» Description of the task
Copy each line below in which the word "data" occurs.

» Supplied records
......

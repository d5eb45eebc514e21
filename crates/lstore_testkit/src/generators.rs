//! Property-based test generators using proptest.
//!
//! Provides strategies for record ids, payloads and sequences of journal
//! operations, plus a model that applies an operation sequence to a
//! [`JournalWriter`] and predicts which records stay live.

use lstore_core::record::RecordFlags;
use lstore_core::{CoreResult, JournalWriter, Pfid, Rid};
use proptest::prelude::*;

/// Largest payload generated by [`payload_strategy`].
pub const MAX_PAYLOAD: usize = 256;

/// Strategy for generating record ids.
pub fn rid_strategy() -> impl Strategy<Value = Rid> {
    any::<u64>().prop_map(Rid::new)
}

/// Strategy for generating file ids below `file_count`.
pub fn pfid_strategy(file_count: u16) -> impl Strategy<Value = Pfid> {
    (0..file_count.max(1)).prop_map(Pfid::new)
}

/// Strategy for generating message payloads.
pub fn payload_strategy() -> impl Strategy<Value = Vec<u8>> {
    prop::collection::vec(any::<u8>(), 0..MAX_PAYLOAD)
}

/// One step of a generated journal workload.
///
/// Dequeue selectors pick a live record by index modulo the number of live
/// records; they are skipped when nothing is live. Transactional steps are
/// each their own transaction, resolved immediately.
#[derive(Debug, Clone)]
pub enum JournalOp {
    /// Non-transactional enqueue.
    Enqueue(Vec<u8>),
    /// Non-transactional dequeue of a live record.
    Dequeue(usize),
    /// Transactional enqueue followed by commit or abort.
    TxnEnqueue {
        /// Message payload.
        data: Vec<u8>,
        /// Whether the transaction commits.
        commit: bool,
    },
    /// Transactional dequeue of a live record followed by commit or abort.
    TxnDequeue {
        /// Live record selector.
        selector: usize,
        /// Whether the transaction commits.
        commit: bool,
    },
}

/// Strategy for generating a single journal operation.
pub fn journal_op_strategy() -> impl Strategy<Value = JournalOp> {
    prop_oneof![
        3 => payload_strategy().prop_map(JournalOp::Enqueue),
        2 => any::<usize>().prop_map(JournalOp::Dequeue),
        1 => (payload_strategy(), any::<bool>())
            .prop_map(|(data, commit)| JournalOp::TxnEnqueue { data, commit }),
        1 => (any::<usize>(), any::<bool>())
            .prop_map(|(selector, commit)| JournalOp::TxnDequeue { selector, commit }),
    ]
}

/// Strategy for generating up to `max_len` journal operations.
///
/// Each operation writes at most two records of at most three data blocks,
/// so a 64 KiB file holds 40 operations comfortably.
pub fn journal_ops_strategy(max_len: usize) -> impl Strategy<Value = Vec<JournalOp>> {
    prop::collection::vec(journal_op_strategy(), 0..=max_len)
}

/// Writes `ops` through `writer` and returns the record ids a replay
/// should find live, in ascending order.
///
/// # Errors
///
/// Returns the first error the writer reports.
pub fn apply_ops(writer: &JournalWriter, ops: &[JournalOp]) -> CoreResult<Vec<Rid>> {
    let mut live: Vec<Rid> = Vec::new();

    for (n, op) in ops.iter().enumerate() {
        let xid = format!("tx-{n}").into_bytes();
        match op {
            JournalOp::Enqueue(data) => {
                let (rid, _) = writer.enqueue(b"", data, RecordFlags::NONE)?;
                live.push(rid);
            }
            JournalOp::Dequeue(selector) => {
                if live.is_empty() {
                    continue;
                }
                let rid = live.remove(selector % live.len());
                writer.dequeue(rid, b"")?;
            }
            JournalOp::TxnEnqueue { data, commit } => {
                let (rid, _) = writer.enqueue(&xid, data, RecordFlags::NONE)?;
                if *commit {
                    writer.commit(&xid)?;
                    live.push(rid);
                } else {
                    writer.abort(&xid)?;
                }
            }
            JournalOp::TxnDequeue { selector, commit } => {
                if live.is_empty() {
                    continue;
                }
                let idx = selector % live.len();
                writer.dequeue(live[idx], &xid)?;
                if *commit {
                    writer.commit(&xid)?;
                    live.remove(idx);
                } else {
                    writer.abort(&xid)?;
                }
            }
        }
    }

    live.sort();
    Ok(live)
}

#[cfg(test)]
mod tests {
    use super::*;
    use crate::fixtures::TestStore;

    #[test]
    fn model_tracks_dequeues() {
        let store = TestStore::memory();
        let pool = store.add_pool(1, 4, 1);
        let writer = store.new_journal(&pool, "q", 1);

        let ops = vec![
            JournalOp::Enqueue(b"a".to_vec()),
            JournalOp::Enqueue(b"b".to_vec()),
            JournalOp::Dequeue(0),
            JournalOp::TxnDequeue {
                selector: 0,
                commit: false,
            },
            JournalOp::TxnEnqueue {
                data: b"c".to_vec(),
                commit: true,
            },
        ];
        let live = apply_ops(&writer, &ops).unwrap();
        // rid 1 dequeued; rid 2 survives the aborted dequeue; rid 6 committed
        assert_eq!(live, vec![Rid::new(2), Rid::new(6)]);
    }

    #[test]
    fn dequeue_with_nothing_live_is_skipped() {
        let store = TestStore::memory();
        let pool = store.add_pool(1, 4, 1);
        let writer = store.new_journal(&pool, "q", 1);

        let live = apply_ops(&writer, &[JournalOp::Dequeue(3)]).unwrap();
        assert!(live.is_empty());
        assert_eq!(writer.next_rid(), Rid::new(1));
    }
}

......

» Solution below
        data: Vec<u8>,
            .prop_map(|(data, commit)| JournalOp::TxnEnqueue { data, commit }),
/// Each operation writes at most two records of at most three data blocks,
            JournalOp::Enqueue(data) => {
                let (rid, _) = writer.enqueue(b"", data, RecordFlags::NONE)?;
            JournalOp::TxnEnqueue { data, commit } => {
                let (rid, _) = writer.enqueue(&xid, data, RecordFlags::NONE)?;
                data: b"c".to_vec(),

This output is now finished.